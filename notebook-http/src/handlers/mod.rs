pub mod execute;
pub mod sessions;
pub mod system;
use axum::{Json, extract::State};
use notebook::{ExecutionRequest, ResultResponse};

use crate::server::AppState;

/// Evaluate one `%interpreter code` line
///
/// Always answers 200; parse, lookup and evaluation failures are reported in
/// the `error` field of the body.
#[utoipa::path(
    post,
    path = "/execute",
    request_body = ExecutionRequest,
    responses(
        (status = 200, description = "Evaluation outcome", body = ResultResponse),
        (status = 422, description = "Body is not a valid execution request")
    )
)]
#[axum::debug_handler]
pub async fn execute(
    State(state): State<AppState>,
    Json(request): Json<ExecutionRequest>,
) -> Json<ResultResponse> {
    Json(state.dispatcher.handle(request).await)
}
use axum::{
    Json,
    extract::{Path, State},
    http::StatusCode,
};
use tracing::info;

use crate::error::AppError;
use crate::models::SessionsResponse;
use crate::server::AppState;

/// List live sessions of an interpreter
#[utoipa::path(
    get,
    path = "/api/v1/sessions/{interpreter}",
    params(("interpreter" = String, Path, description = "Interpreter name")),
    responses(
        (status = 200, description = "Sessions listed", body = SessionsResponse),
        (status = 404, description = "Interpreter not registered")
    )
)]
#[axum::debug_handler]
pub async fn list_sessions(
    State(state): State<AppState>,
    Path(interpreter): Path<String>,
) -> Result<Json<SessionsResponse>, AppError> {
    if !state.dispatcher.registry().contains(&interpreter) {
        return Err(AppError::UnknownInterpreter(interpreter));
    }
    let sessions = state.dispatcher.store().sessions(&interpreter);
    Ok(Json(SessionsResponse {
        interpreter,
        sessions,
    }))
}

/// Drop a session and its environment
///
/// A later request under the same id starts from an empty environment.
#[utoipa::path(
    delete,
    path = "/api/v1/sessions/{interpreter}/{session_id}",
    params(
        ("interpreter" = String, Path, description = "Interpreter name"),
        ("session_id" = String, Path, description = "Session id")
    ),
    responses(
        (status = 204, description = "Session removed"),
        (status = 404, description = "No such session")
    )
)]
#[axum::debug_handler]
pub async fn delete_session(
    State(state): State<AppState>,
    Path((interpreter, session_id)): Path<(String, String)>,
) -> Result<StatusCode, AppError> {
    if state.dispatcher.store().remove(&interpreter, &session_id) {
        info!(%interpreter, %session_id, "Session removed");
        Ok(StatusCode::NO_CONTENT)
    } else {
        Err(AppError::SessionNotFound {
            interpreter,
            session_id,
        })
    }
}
★ ★ ★ ★ ★
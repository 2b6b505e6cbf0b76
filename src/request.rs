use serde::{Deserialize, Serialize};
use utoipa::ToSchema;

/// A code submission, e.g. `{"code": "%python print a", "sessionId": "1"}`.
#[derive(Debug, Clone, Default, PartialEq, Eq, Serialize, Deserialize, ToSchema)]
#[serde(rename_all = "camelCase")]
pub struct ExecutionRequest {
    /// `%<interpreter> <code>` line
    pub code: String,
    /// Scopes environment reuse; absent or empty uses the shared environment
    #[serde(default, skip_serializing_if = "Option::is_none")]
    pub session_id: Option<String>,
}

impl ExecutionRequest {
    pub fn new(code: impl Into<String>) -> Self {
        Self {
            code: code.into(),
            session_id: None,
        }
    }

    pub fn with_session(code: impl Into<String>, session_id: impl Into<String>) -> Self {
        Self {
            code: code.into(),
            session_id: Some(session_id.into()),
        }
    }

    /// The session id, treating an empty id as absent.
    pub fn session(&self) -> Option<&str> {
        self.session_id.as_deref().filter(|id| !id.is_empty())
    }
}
★ ★ ★ ★ ★
• EXERCISE BRIEF
Where a line of the entries above holds the word "async", return that line.

• TASK ANSWER
pub async fn execute(
pub async fn list_sessions(
pub async fn delete_session(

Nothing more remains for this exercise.